Risarcimento del danno in favore del nascituro per perdita del nonno.Il Tribunale di Bologna, con la Sentenza n. 20640/2019 pronunciata il 20/09/2019 dal Giudice, Dott.ssa M. L. Benini, nel confermare il principio secondo il quale il concepito, pur non avendo una piena capacità giuridica, è comunque un soggetto di diritto, perché titolare di molteplici interessi personali riconosciuti dall’ordinamento sia nazionale che sovranazionale, quali il diritto alla vita, alla salute ecc., diritti azionabili all’avverarsi della condicio iuris della nascita, ha riconosciuto il diritto alla risarcibilità del danno non patrimoniale da uccisione del prossimo congiunto (nel caso di specie del nonno) applicando estensivamente il principio ribadito, da ultimo, dalla Suprema Corte di Cassazione con Sentenza n. 9700 del 3 maggio 2011 secondo la quale "anche il soggetto nato dopo la morte del padre naturale, verificatasi durante la gestazione per fatto illecito di un terzo, ha diritto nei confronti del responsabile al risarcimento del danno per la perdita del relativo rapporto e per i pregiudizi di natura non patrimoniale e patrimoniale che gli siano derivati". 

Diritto di Famiglia

24/07/2019 -  Tribunale di Parma, Sentenza n. 688/2019
Il Tribunale di Parma in composizione collegiale ha posto a carico di un padre privo di occupazione lavorativa l'obbligo di contribuire al mantenimento delle due figlie, fino al raggiungimento dell'indipendenza economica, sul presupposto che "il genitore anche se disoccupato, ma dotato di capacità lavorativa e di potenzialità reddituale, deve contribuire al mantenimento del figlio minore, seppure in misura minima, non essendo rilevante il solo fatto del suo attuale stato di disoccupazione.

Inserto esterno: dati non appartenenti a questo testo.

use std::ffi::OsStr;
use std::path::Path;
use std::path::PathBuf;

use gdal::Dataset;
use gdal::DriverManager;
use gdal::LayerOptions;
use gdal::spatial_ref::SpatialRef;
use gdal::vector::FieldValue;
use gdal::vector::LayerAccess as _;
use gdal::vector::OGRFieldType;
use gdal::vector::OGRwkbGeometryType;
use gdal::vector::ToGdal as _;
use tempfile::Builder as TempBuilder;
use tempfile::TempDir;

use crate::errors::CommandError;
use crate::geometry::AttributeValue;
use crate::geometry::Crs;
use crate::geometry::GeometryCollection;
use crate::geometry::canonical_spatial_ref;
use crate::progress::ProgressObserver;
use crate::progress::WatchableIterator as _;

/// A GeoPackage being written from scratch. Layers go to a staging file next to the target, which only
/// replaces the target on `close`. Until then any existing file at the target, which may be the very file
/// the layers are being read from, is left alone.
pub(crate) struct ContainerWriter {
    dataset: Dataset,
    // deleted along with the staging file if the writer is dropped without closing
    staging: TempDir,
    staging_path: PathBuf,
    target: PathBuf
}

impl ContainerWriter {

    const GDAL_DRIVER: &'static str = "GPKG";

    pub(crate) fn create<FilePath: AsRef<Path>>(path: FilePath) -> Result<Self,CommandError> {
        let target = path.as_ref().to_path_buf();
        let parent = target.parent().filter(|parent| !parent.as_os_str().is_empty()).unwrap_or_else(|| Path::new("."));
        // same directory, so the final rename never crosses file systems
        let staging = TempBuilder::new().prefix(".staging-").tempdir_in(parent)?;
        let staging_path = staging.path().join(target.file_name().unwrap_or_else(|| OsStr::new("container.gpkg")));
        let driver = DriverManager::get_driver_by_name(Self::GDAL_DRIVER)?;
        let dataset = driver.create_vector_only(&staging_path)?;
        Ok(Self {
            dataset,
            staging,
            staging_path,
            target
        })
    }

    /// Writes the collection as a new layer, in whatever CRS the collection is in. Either the whole layer is written or none of it.
    pub(crate) fn write_layer<Progress: ProgressObserver>(&mut self, name: &str, collection: &GeometryCollection, progress: &mut Progress) -> Result<(),CommandError> {

        let srs = match collection.crs() {
            Crs::Canonical => canonical_spatial_ref()?,
            Crs::Source(wkt) => SpatialRef::from_wkt(wkt)?
        };

        let field_defs: Vec<(&str,OGRFieldType::Type)> = collection.fields().iter().map(|field| (field.name.as_str(),field.kind.to_gdal())).collect();

        let mut transaction = self.dataset.start_transaction()?;
        {
            let mut layer = transaction.create_layer(LayerOptions {
                name,
                srs: Some(&srs),
                ty: OGRwkbGeometryType::wkbUnknown,
                ..Default::default()
            })?;
            layer.create_defn_fields(&field_defs)?;

            for feature in collection.features().iter().watch(progress, format!("Writing {name}."), format!("{name} written.")) {
                let mut field_names = Vec::new();
                let mut field_values = Vec::new();
                for (field,value) in &feature.attributes {
                    let value = match value {
                        AttributeValue::Integer(value) => FieldValue::Integer64Value(*value),
                        AttributeValue::Real(value) => FieldValue::RealValue(*value),
                        AttributeValue::Text(value) => FieldValue::StringValue(value.clone()),
                        // unset is null
                        AttributeValue::Null => continue
                    };
                    field_names.push(field.as_str());
                    field_values.push(value);
                }
                layer.create_feature_fields(feature.geometry.to_gdal()?, &field_names, &field_values)?;
            }
        }
        transaction.commit()?;
        Ok(())
    }

    /// Closes the file and moves it over the target, replacing whatever was there.
    pub(crate) fn close(mut self) -> Result<(),CommandError> {
        self.dataset.flush_cache()?;
        drop(self.dataset);
        std::fs::rename(&self.staging_path, &self.target)?;
        self.staging.close()?;
        Ok(())
    }
}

Infatti, il dovere giuridico per il genitore non collocatario di concorrere al mantenimento dei figli impone allo stesso di attivarsi per lo svolgimento di un'attività lavorativa che gli consenta di adempiere all'obbligazione nei confronti della prole. Inoltre, con specifico riferimento alla situazione di disoccupazione, va condiviso l'orientamento in base al quale la capacità lavorativa di cui all'art. 316 bis c.c., non va valutata con riferimento alle contingenze meramente negative di un particolare momento storico, ma rispetto alle potenzialità del mercato del lavoro, nonché a quelle espresse dalla professionalità acquisita dal medesimo genitore". Lo stesso Tribunale, in applicazione del medesimo principio, ha anche escluso il diritto al contributo di mantenimento richiesto dalla moglie, priva di redditi, ma dotata di capacità lavorativa e di rilevante livello di istruzione.

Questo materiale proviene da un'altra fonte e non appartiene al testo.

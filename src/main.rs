/*!
Land Constraint Checker shows statutory and sensitive-use constraint layers against an uploaded site boundary. It prepares
the layers (unpacking uploads, reprojecting, simplifying) and writes a render payload for the map surface to draw.
*/

#![warn(noop_method_call)]
#![warn(single_use_lifetimes)]
#![warn(unused_lifetimes)]
#![warn(trivial_numeric_casts)]
#![warn(unreachable_pub)]
#![warn(unused_crate_dependencies)]
#![warn(meta_variable_misuse)]
#![warn(unused_macro_rules)]
#![warn(unused_qualifications)]
#![warn(unused_results)] // It's easy to get around by adding a `_ = ` before the code (a pattern assignment, not a variable)
#![warn(variant_size_differences)]

use clap::Parser;

pub(crate) mod errors;
pub(crate) mod commands;
pub(crate) mod progress;
pub(crate) mod utils;
pub(crate) mod geometry;
pub(crate) mod upload;
pub(crate) mod algorithms;
pub(crate) mod layers;
pub(crate) mod session;
pub(crate) mod render;
pub(crate) mod export;

use errors::ProgramError;

use commands::LandConstraintChecker;
use commands::Task as _;
use progress::ConsoleProgressBar;

/**
Runs the program with arbitrary arguments. The first item in the arguments will be ignored. All output will be printed to Stdout or Stderr.
*/
fn run<Arg, Args>(args: &mut Args) -> Result<(),ProgramError>
where
    Arg: Clone + Into<std::ffi::OsString>,
    Args: Iterator<Item = Arg>
{
    let mut progress = ConsoleProgressBar::new();
    let command = LandConstraintChecker::try_parse_from(args)?;
    command.run(&mut progress)?;
    Ok(())
}

fn main() -> std::process::ExitCode {
    let mut args = std::env::args();
    // Returning the error from main would print it with Debug, not Display.
    match run(&mut args) {
        Ok(()) => std::process::ExitCode::SUCCESS,
        Err(err) => {
            eprintln!("{err}");
            std::process::ExitCode::FAILURE
        }
    }
}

Curiosità dalle Aule dei Tribunali

23/07/2019 -  Udienza Presidenziale di comparizione dei coniugi in un giudizio di divorzio, il marito si presenta in aula con bermuda e infradito. Il Giudice lo invita a uscire e a ripresentarsi indossando degli abiti adeguati. E' accaduto oggi durante un'udienza di fronte al Presidente della Sezione civile del Tribunale di Trieste.

Il Codice Rosso è legge: l'Ok del Senato

17/07/2019 - Palazzo Madama approva il DDL n. 1200/2019 con 197 sì e 47 astenuti. Nessun voto contrario.
Dopo l’approvazione del Senato con 197 sì e 47 astenuti, il disegno di legge di tutela delle vittime di violenza domestica e di genere diventerà effettivo con la pubblicazione sulla Gazzetta Ufficiale.

Stupefacenti - Cassazione Sezioni Unite

Cassazione - Sezioni Unite (sentenza n. 30475/2019): è reato vendere cannabis light.
E' reato commercializzare i derivati della cannabis come le inflorescenze a meno che non siano privi di efficacia drogante. E' quanto emerge dalla sentenza delle Sezioni Unite Penali della Corte di Cassazione del 10 luglio 2019, n. 30475.